My wife does the same exact thing. She always talks about what she sacrificed for me. She had to sell a vehicle, which we replaced within a couple weeks with a newer, almost identical one, and she still harps on and on about--she also had to sell a laptop. I know it sucks to have to do that stuff sometimes, but it's like she's never forgiven me for it. We own a house together, but she acts like its just my house or something and she was forced to move there by my selfish actions.

You mentioned something about your wife lieing--I hate to have to say this, but my wife lies to me all the time. Anything to get her way. Little white lies, lies about why she lost a job or where she got some money from or her reasons for doing X, Y or Z. Those are just the ones that I figured out. I have no idea what else she might be fibbing about.

I'm actually jealous of your clear mindedness--I had such a hard time explaining what was going on, even though I live it nearly every day. Thanks for the link.


----------



## 3Xnocharm (Jun 22, 2012)

Matt that actually is not my thread.  I thought maybe that was your post...I'm glad it helped you though!


----------



## mattmurdock (Mar 11, 2013)

HA! Well, it was still pretty helpful, lol. I actually read your post, though just afterward, baout mental/personality issues--if my wife IS BPD, then she is BPD with a substance abuse problem. We (wy wife and I) both actually have the same problem, sort of. It's complicated. But yes, I at least believe it's possible. People dealing with a lot of anguish self medicate pretty regularly.


----------



## KathyBatesel (Apr 26, 2012)

Uptown is more or less the resident expert on BPD. Although I have never been diagnosed with it, I would not be surprised if I had been, because I have met quite a few of the traits, though without the risk of abandonment necessarily. This post hits particularly close to the mark of my early relationships, so I will quote and share my experiences as the person who was acting as your wife.



mattmurdock said:


> Anyway, I thought I'd list a few of her symptoms and hopefully anyone here that has experience with this can give me their opinion on her, on me, or what I should do. I don't usually ask for advice, but I'm getting desperate.
> 
> 1. Fear of Abandonment
> I feel like I'm just--I don't know, doing what I've always done. I feel like she wants me to always be in close physical proximity to her, sometimes like I'm supposed to be entertaining her or something. Anytime we get into an argument, she accuses me of wanting to end the relationship, which believe me, is the last thing I want. It's always me who is distant, uncommunicative and sad, but I don't feel like I'm any of those things, even though sometimes she convinces me that I am, which is confusing.
> ...


----------



## Nix (Jan 23, 2012)

Head on over to bpdfamily.org, register and prepare to join a wonderful support group. Whether or not your wife really does have BPD, it's a wonderful board and you WILL find support for yourself, regardless of what your wife chooses to do. Luck to you!


----------



## Shoto1984 (Apr 11, 2009)

Welcome to the (growing) club. Counseling is a great idea IF you can get her to go. In my experience when everything is your fault it can be tough to get them to agree that you both need to work on things. Best of luck.


----------



## Uptown (Mar 27, 2010)

Matt, welcome to the TAM forum. I agree with you that you are describing many of the classic traits of BPD. I therefore offer several suggestions:

*As an initial matter,* I agree with Dallas and Soulpotato that it is best that you NOT tell your W that you suspect strong BPD traits. If she is a BPDer (i.e., has strong traits), she almost certainly will project the accusation right back onto you, believing YOU to be the BPDer. Instead, simply encourage her to see a good psychologist (not a MC) and let the psych decide what to tell her.
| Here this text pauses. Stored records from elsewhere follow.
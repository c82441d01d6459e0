//! Window entities and the `Surface` seam
//!
//! A [`Window`] is the shell's record of one presentation surface: its index,
//! title, size, visibility and whether it may end the application. The actual
//! rendering lives behind the [`Surface`] trait, implemented outside this crate.

use std::path::PathBuf;

use opsh_core::prelude::*;
use opsh_core::{ScreenSize, WindowSize};

use crate::dispatch::Dispatcher;

/// Native file dialog request raised by a surface
#[derive(Debug, Clone, Default, PartialEq, Eq)]
pub struct DialogRequest {
    /// Correlation token for the reply
    pub seq: String,
    pub is_save: bool,
    pub allow_dirs: bool,
    pub allow_files: bool,
    pub allow_multiple: bool,
    pub default_path: String,
    pub title: String,
    pub default_name: String,
}

/// A presentation surface (webview window or stand-in).
///
/// Surfaces report inbound protocol lines, close requests and resizes through
/// the [`Dispatcher`] they were created with. All methods are called from the
/// single event-loop consumer.
pub trait Surface: Send {
    fn set_title(&mut self, title: &str);

    fn show(&mut self);

    fn hide(&mut self);

    fn navigate(&mut self, url: &str);

    fn set_size(&mut self, size: WindowSize);

    /// Metrics of the display the surface is on
    fn screen_size(&self) -> ScreenSize;

    fn set_system_menu(&mut self, menu: &str);

    fn set_context_menu(&mut self, seq: &str, menu: &str);

    /// Open a URI with the platform's default handler
    fn open_external(&mut self, uri: &str) -> Result<()>;

    /// Evaluate a script inside the surface
    fn eval(&mut self, script: &str);

    fn show_inspector(&mut self);

    /// Show a file dialog. The surface answers later with a `resolve` line.
    fn open_dialog(&mut self, request: DialogRequest);

    /// Destroy the native resources. Called once.
    fn close(&mut self);

    /// Whether the embedded webview failed to initialize
    fn webview_failed(&self) -> bool {
        false
    }
}

/// Creates surfaces for the windows the shell opens
pub trait SurfaceFactory {
    fn create(
        &mut self,
        options: &WindowOptions,
        dispatcher: Dispatcher,
    ) -> Result<Box<dyn Surface>>;
}

/// Construction options for one window
#[derive(Debug, Clone, Default, PartialEq, Eq)]
pub struct WindowOptions {
    pub index: usize,
    pub resizable: bool,
    pub frameless: bool,
    /// An `exit` reaching this window ends the application
    pub can_exit: bool,
    pub width: i32,
    pub height: i32,
    pub debug: bool,
    pub is_test: bool,
    pub forward_console: bool,
    /// Application directory
    pub cwd: PathBuf,
    pub executable: String,
    pub title: String,
    pub version: String,
    /// Quoted argv array, e.g. `'opsh', '--test'`
    pub argv: String,
    /// Forwarded environment, `KEY=value&KEY=value&`
    pub env: String,
}

/// Shell-side state of one surface
pub struct Window {
    index: usize,
    title: String,
    size: WindowSize,
    visible: bool,
    can_exit: bool,
    /// Latched when the exit callback has fired
    exiting: bool,
    killed: bool,
    surface: Box<dyn Surface>,
}

impl std::fmt::Debug for Window {
    fn fmt(&self, f: &mut std::fmt::Formatter<'_>) -> std::fmt::Result {
        f.debug_struct("Window")
            .field("index", &self.index)
            .field("title", &self.title)
            .field("size", &self.size)
            .field("visible", &self.visible)
            .field("can_exit", &self.can_exit)
            .field("exiting", &self.exiting)
            .field("killed", &self.killed)
            .finish_non_exhaustive()
    }
}

impl Window {
    /// Wrap a freshly created surface, applying the initial title and size.
    pub fn new(options: &WindowOptions, mut surface: Box<dyn Surface>) -> Self {
        let size = WindowSize::new(options.width, options.height);
        surface.set_title(&options.title);
        surface.set_size(size);

        Self {
            index: options.index,
            title: options.title.clone(),
            size,
            visible: false,
            can_exit: options.can_exit,
            exiting: false,
            killed: false,
            surface,
        }
    }

    pub fn index(&self) -> usize {
        self.index
    }

    pub fn title(&self) -> &str {
        &self.title
    }

    pub fn size(&self) -> WindowSize {
        self.size
    }

    pub fn is_visible(&self) -> bool {
        self.visible
    }

    pub fn can_exit(&self) -> bool {
        self.can_exit
    }

    pub fn is_killed(&self) -> bool {
        self.killed
    }

    pub fn set_title(&mut self, title: &str) {
        self.title = title.to_string();
        self.surface.set_title(title);
    }

    pub fn show(&mut self) {
        self.visible = true;
        self.surface.show();
    }

    pub fn hide(&mut self) {
        self.visible = false;
        self.surface.hide();
    }

    pub fn navigate(&mut self, url: &str) {
        self.surface.navigate(url);
    }

    pub fn set_size(&mut self, size: WindowSize) {
        self.size = size;
        self.surface.set_size(size);
    }

    /// Record a size change the user made; the surface already has it.
    pub fn record_size(&mut self, size: WindowSize) {
        self.size = size;
    }

    /// Record that the surface was hidden by the user.
    pub fn record_hidden(&mut self) {
        self.visible = false;
    }

    pub fn screen_size(&self) -> ScreenSize {
        self.surface.screen_size()
    }

    pub fn set_system_menu(&mut self, menu: &str) {
        self.surface.set_system_menu(menu);
    }

    pub fn set_context_menu(&mut self, seq: &str, menu: &str) {
        self.surface.set_context_menu(seq, menu);
    }

    pub fn open_external(&mut self, uri: &str) -> Result<()> {
        self.surface.open_external(uri)
    }

    pub fn eval(&mut self, script: &str) {
        self.surface.eval(script);
    }

    pub fn show_inspector(&mut self) {
        self.surface.show_inspector();
    }

    pub fn open_dialog(&mut self, request: DialogRequest) {
        self.surface.open_dialog(request);
    }

    pub fn webview_failed(&self) -> bool {
        self.surface.webview_failed()
    }

    /// Ask this window to end the application with `code`.
    ///
    /// Returns the code to shut down with the first time it is called on a
    /// `can_exit` window. Any other window just hides.
    pub fn exit(&mut self, code: i32) -> Option<i32> {
        if !self.can_exit {
            debug!("Window {} cannot exit the app, hiding instead", self.index);
            self.hide();
            return None;
        }
        if self.exiting {
            debug!("Window {} already exiting", self.index);
            return None;
        }
        self.exiting = true;
        Some(code)
    }

    /// Destroy the surface. Safe to call more than once.
    pub fn kill(&mut self) {
        if self.killed {
            return;
        }
        self.killed = true;
        self.visible = false;
        debug!("Closing window {}", self.index);
        self.surface.close();
    }
}

/// All windows owned by the event loop, addressed by index
#[derive(Debug, Default)]
pub struct WindowSet {
    windows: Vec<Window>,
}

impl WindowSet {
    pub fn new() -> Self {
        Self::default()
    }

    /// Add a window. Indices are positional, so windows must be pushed in
    /// index order.
    pub fn push(&mut self, window: Window) {
        debug_assert_eq!(window.index(), self.windows.len());
        self.windows.push(window);
    }

    pub fn get(&self, index: usize) -> Option<&Window> {
        self.windows.get(index)
    }

    pub fn get_mut(&mut self, index: usize) -> Option<&mut Window> {
        self.windows.get_mut(index)
    }

    pub fn len(&self) -> usize {
        self.windows.len()
    }

    pub fn is_empty(&self) -> bool {
        self.windows.is_empty()
    }

    pub fn iter(&self) -> impl Iterator<Item = &Window> {
        self.windows.iter()
    }

    /// Close every window, in index order
    pub fn kill_all(&mut self) {
        for window in &mut self.windows {
            window.kill();
        }
    }
}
*Second,* I suggest you read _Stop Walking on Eggshells_, the best-selling BPD book targeted to abused spouses like you. Another good book is _I Hate You, Don't Leave Me._

*Third,* I second Nix's suggestion that you start participating (or at least lurking) at BPDfamily.com -- the largest and most active BPD forum I've found that is devoted fully to the spouses and family members of BPDers. This issue is such an enormous problem that that website is growing by 20 new members every day. The result is that it offers eight separate message boards on various BPD issues. The ones that likely will be most helpful to you are the "Staying" board and "Leaving" board.
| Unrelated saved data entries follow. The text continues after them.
//! Host stdin as the inbound channel of a headless surface

use std::io::BufRead;

use opsh_app::{Dispatcher, RouterEvent};
use opsh_core::prelude::*;

/// Read host stdin on a dedicated thread, dispatching each non-empty line as
/// if surface `index` had sent it.
pub fn spawn_stdin_reader(index: usize, dispatcher: Dispatcher) -> Result<()> {
    std::thread::Builder::new()
        .name("opsh-stdin".to_string())
        .spawn(move || read_lines(std::io::stdin().lock(), index, &dispatcher))
        .context("Failed to start stdin reader")?;
    Ok(())
}

/// Forward lines from `reader` until EOF, a read error, or a closed queue.
///
/// Returns the number of lines dispatched.
pub fn read_lines<R: BufRead>(reader: R, index: usize, dispatcher: &Dispatcher) -> usize {
    let mut sent = 0;
    for line in reader.lines() {
        let line = match line {
            Ok(line) => line,
            Err(e) => {
                error!("Failed to read stdin: {}", e);
                break;
            }
        };
        let trimmed = line.trim_end_matches('\r');
        if trimmed.trim().is_empty() {
            continue;
        }
        if !dispatcher.push(RouterEvent::surface(index, trimmed)) {
            debug!("Dispatch queue closed, stopping stdin reader");
            break;
        }
        sent += 1;
    }
    debug!("Stdin reader finished after {} lines", sent);
    sent
}

#[cfg(test)]
mod tests {
    use super::*;
    use std::io::Cursor;

    #[test]
    fn test_lines_become_surface_events() {
        let (dispatcher, mut events) = opsh_app::dispatch::channel();
        let input = Cursor::new("title value=Hi\n\n   \ndone value=1\r\n");

        let sent = read_lines(input, 0, &dispatcher);

        assert_eq!(sent, 2);
        match events.try_recv().unwrap() {
            RouterEvent::Surface { index, line } => {
                assert_eq!(index, 0);
                assert_eq!(line, "title value=Hi");
            }
            other => panic!("unexpected event {:?}", other),
        }
        match events.try_recv().unwrap() {
            RouterEvent::Surface { line, .. } => assert_eq!(line, "done value=1"),
            other => panic!("unexpected event {:?}", other),
        }
    }

    #[test]
    fn test_closed_queue_stops_reader() {
        let (dispatcher, events) = opsh_app::dispatch::channel();
        drop(events);

        let sent = read_lines(Cursor::new("a\nb\n"), 0, &dispatcher);
        assert_eq!(sent, 0);
    }
}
*Fourth,* while you are at BPDfamily.com, I suggest you read the excellent articles in their resources section. My favorite is article #9 at T9 Surviving a Break-up with Someone Suffering with Borderline Personality Disorder - Columbia University, New York. I also recommend Kathy Batesel's excellent article at the link she provided above.

*Fifth,* I suggest you see a clinical psychologist -- for a visit or two _by yourself_ -- to obtain a candid professional opinion on what it is you are dealing with. As I've explained in other threads, Matt, your best chance of getting a candid opinion regarding a possible BPD diagnosis is to NOT have the BPDer along. Therapists are loath to tell high functioning BPDers the name of their disorder (for the BPDers' own protection).
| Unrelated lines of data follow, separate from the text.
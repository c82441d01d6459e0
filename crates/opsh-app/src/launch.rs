//! Command-line analysis and backend launch building
//!
//! The shell's own argv decides the run mode and is forwarded to the backend
//! together with a fixed tail of `--flag=value` arguments describing the
//! application.

use std::path::{Path, PathBuf};

use opsh_backend::{shell_quote, BackendLaunch};
use opsh_core::encode_uri_component;
use opsh_core::prelude::*;

use crate::config::AppConfig;
use crate::window::WindowOptions;

/// Recognized by prefix, not exact match
const HELP_PREFIXES: [&str; 3] = ["--help", "-help", "-h"];
const VERSION_PREFIXES: [&str; 4] = ["--version", "-version", "-v", "-V"];
const TEST_PREFIX: &str = "--test";

/// Environment variable carrying the forwarded environment to the backend
pub const FORWARDED_ENV_VAR: &str = "OPSH_ENV";

/// Size of the secondary (preview/progress) window
pub const SECONDARY_WIDTH: i32 = 350;
pub const SECONDARY_HEIGHT: i32 = 120;

/// How the shell runs
#[derive(Debug, Clone, Copy, PartialEq, Eq)]
pub enum RunMode {
    /// Windows plus backend
    Gui,
    /// Forward a CLI invocation to the backend, no windows
    Command,
}

/// What the shell's own argv asks for
#[derive(Debug, Clone, PartialEq, Eq)]
pub struct Invocation {
    pub mode: RunMode,
    pub is_test: bool,
    pub wants_help: bool,
    pub wants_version: bool,
    /// Arguments forwarded ahead of the standard tail
    pub forward: Vec<String>,
    /// Quoted argv for surfaces, e.g. `'opsh', '--test'`
    pub argv_array: String,
}

impl Invocation {
    /// Analyze argv, program name included.
    pub fn analyze(argv: &[String]) -> Self {
        let mut invocation = Self {
            mode: RunMode::Gui,
            is_test: false,
            wants_help: false,
            wants_version: false,
            forward: Vec::new(),
            argv_array: argv_array(argv),
        };

        for (i, arg) in argv.iter().enumerate() {
            let help = HELP_PREFIXES.iter().any(|p| arg.starts_with(p));
            let version = VERSION_PREFIXES.iter().any(|p| arg.starts_with(p));

            invocation.wants_help |= help;
            invocation.wants_version |= version;

            if arg.starts_with(TEST_PREFIX) {
                invocation.is_test = true;
            } else if i >= 1 && !arg.starts_with('-') {
                invocation.mode = RunMode::Command;
            }

            if help || version {
                invocation.mode = RunMode::Command;
            }

            if help {
                invocation.forward.push("help".to_string());
                invocation.forward.push(format!("--warn-arg-usage={}", arg));
            } else if version {
                invocation.forward.push("version".to_string());
                invocation.forward.push(format!("--warn-arg-usage={}", arg));
            } else if i >= 1 {
                invocation.forward.push(arg.clone());
            }
        }

        invocation
    }

    pub fn is_command_mode(&self) -> bool {
        self.mode == RunMode::Command
    }

    /// Suffix appended to name and title
    pub fn suffix(&self) -> &'static str {
        if self.is_test {
            "-test"
        } else {
            ""
        }
    }

    /// Forwarded arguments followed by the `--version`, `--name` and
    /// (debug builds) `--debug` tail.
    pub fn forward_tail(&self, config: &AppConfig, debug: bool) -> Vec<String> {
        let mut args = self.forward.clone();
        args.push(format!("--version={}", config.version));
        args.push(format!("--name={}", config.name));
        if debug {
            args.push("--debug=1".to_string());
        }
        args
    }
}

/// Append `-dev` (debug builds) and the test suffix to name and title.
pub fn apply_identity(config: &mut AppConfig, invocation: &Invocation, debug: bool) {
    if debug {
        config.name.push_str("-dev");
        config.title.push_str("-dev");
    }
    config.name.push_str(invocation.suffix());
    config.title.push_str(invocation.suffix());
}

/// `'a', 'b', 'c'`, with embedded single quotes escaped
pub fn argv_array(argv: &[String]) -> String {
    argv.iter()
        .map(|arg| format!("'{}'", arg.replace('\'', "\\'")))
        .collect::<Vec<_>>()
        .join(", ")
}

/// Read the comma-separated variable names in `keys` from the host
/// environment and encode them as `KEY=value&KEY=value&`.
///
/// Unset variables forward as empty values.
pub fn forward_env(keys: &str) -> String {
    keys.split(',')
        .map(str::trim)
        .filter(|key| !key.is_empty())
        .map(|key| {
            let value = std::env::var(key).unwrap_or_default();
            format!("{}={}&", key, encode_uri_component(&value))
        })
        .collect()
}

/// Resolve a `.`-relative backend command against the application directory.
pub fn resolve_backend_command(cmd: &str, app_dir: &Path) -> String {
    let trimmed = cmd.trim_start();
    if !trimmed.starts_with('.') {
        return cmd.to_string();
    }

    let end = trimmed.find(char::is_whitespace).unwrap_or(trimmed.len());
    let (program, rest) = trimmed.split_at(end);
    let path = app_dir.join(program);
    format!("{}{}", shell_quote(&path.to_string_lossy()), rest)
}

/// Command string with every argument quoted for the platform shell
pub fn compose_command(base: &str, args: &[String]) -> String {
    let mut command = base.to_string();
    for arg in args {
        command.push(' ');
        command.push_str(&shell_quote(arg));
    }
    command
}

/// Directories and build flags the launch depends on
#[derive(Debug, Clone, PartialEq, Eq)]
pub struct LaunchContext {
    /// Directory of the shell executable; the backend runs here
    pub app_dir: PathBuf,
    /// Directory the user invoked the shell from
    pub current_dir: PathBuf,
    pub debug: bool,
}

impl LaunchContext {
    /// Context of the running process
    pub fn detect() -> Self {
        let current_dir = std::env::current_dir().unwrap_or_else(|_| PathBuf::from("."));
        Self {
            app_dir: application_dir().unwrap_or_else(|| current_dir.clone()),
            current_dir,
            debug: cfg!(debug_assertions),
        }
    }
}

/// Canonical directory of the running executable
pub fn application_dir() -> Option<PathBuf> {
    let exe = std::env::current_exe().ok()?;
    let exe = dunce::canonicalize(&exe).unwrap_or(exe);
    exe.parent().map(Path::to_path_buf)
}

/// Build the backend launch for this run.
///
/// `webview_failed` is only meaningful in GUI mode.
pub fn backend_launch(
    config: &AppConfig,
    invocation: &Invocation,
    context: &LaunchContext,
    webview_failed: bool,
) -> Result<BackendLaunch> {
    let base = config
        .command_for_platform()
        .ok_or_else(|| Error::NoBackendCommand {
            platform: std::env::consts::OS.to_string(),
            key: AppConfig::platform_key().to_string(),
        })?;
    let base = resolve_backend_command(base, &context.app_dir);

    let mut args = invocation.forward_tail(config, context.debug);
    match invocation.mode {
        RunMode::Command => args.push(format!(
            "--op-current-directory={}",
            context.current_dir.display()
        )),
        RunMode::Gui if webview_failed => args.push("--webviewFailed".to_string()),
        RunMode::Gui => {}
    }

    let command = compose_command(&base, &args);
    debug!("Backend command: {}", command);

    Ok(BackendLaunch::new(command, &context.app_dir)
        .with_env(FORWARDED_ENV_VAR, forward_env(&config.env)))
}

/// Options for the main window (index 0) and the secondary window (index 1)
pub fn window_options(
    config: &AppConfig,
    invocation: &Invocation,
    context: &LaunchContext,
) -> [WindowOptions; 2] {
    let base = WindowOptions {
        index: 0,
        resizable: true,
        frameless: false,
        can_exit: true,
        width: config.width,
        height: config.height,
        debug: context.debug,
        is_test: invocation.is_test,
        forward_console: config.forward_console,
        cwd: context.app_dir.clone(),
        executable: config.executable.clone(),
        title: config.title.clone(),
        version: config.version.clone(),
        argv: invocation.argv_array.clone(),
        env: forward_env(&config.env),
    };

    let secondary = WindowOptions {
        index: 1,
        can_exit: false,
        width: SECONDARY_WIDTH,
        height: SECONDARY_HEIGHT,
        ..base.clone()
    };

    [base, secondary]
}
*Finally*, I recommend that you read my description of what it's like to live with a high-functioning BPDer at http://talkaboutmarriage.com/general-relationship-discussion/33734-my-list-hell.html#post473522. Meanwhile, please don't forget those of us on this TAM forum. We want to keep trying to answer your questions and providing emotional support as long as you find our shared experiences helpful. Moreover, by sharing your own experiences here, you likely are helping many other members and lurkers. Take care, Matt.


----------



## elizabethdennis (Jan 16, 2013)

dallasapple said:


> I wouldn't tell her you think she has BPD.I would get into counseling for your self.Explain all this to a counselor and get some advice and ways to cope with someone like that.Maybe they can give you pointers how to convince her she needs some help too.


I agree with dallasapple. Seeking professional help is the best that you can do. You should be very careful in dealing with your wife. Don't tell her anything yet until you've talked to a professional.


----------



## dallasapple (Jun 20, 2012)

> Fifth, I suggest you see a clinical psychologist -- for a visit or two by yourself -- to obtain a candid professional opinion on what it is you are dealing with. As I've explained in other threads, Matt, your best chance of getting a candid opinion regarding a possible BPD diagnosis is to NOT have the BPDer along. Therapists are loath to tell high functioning BPDers the name of their disorder (for the BPDers' own protection).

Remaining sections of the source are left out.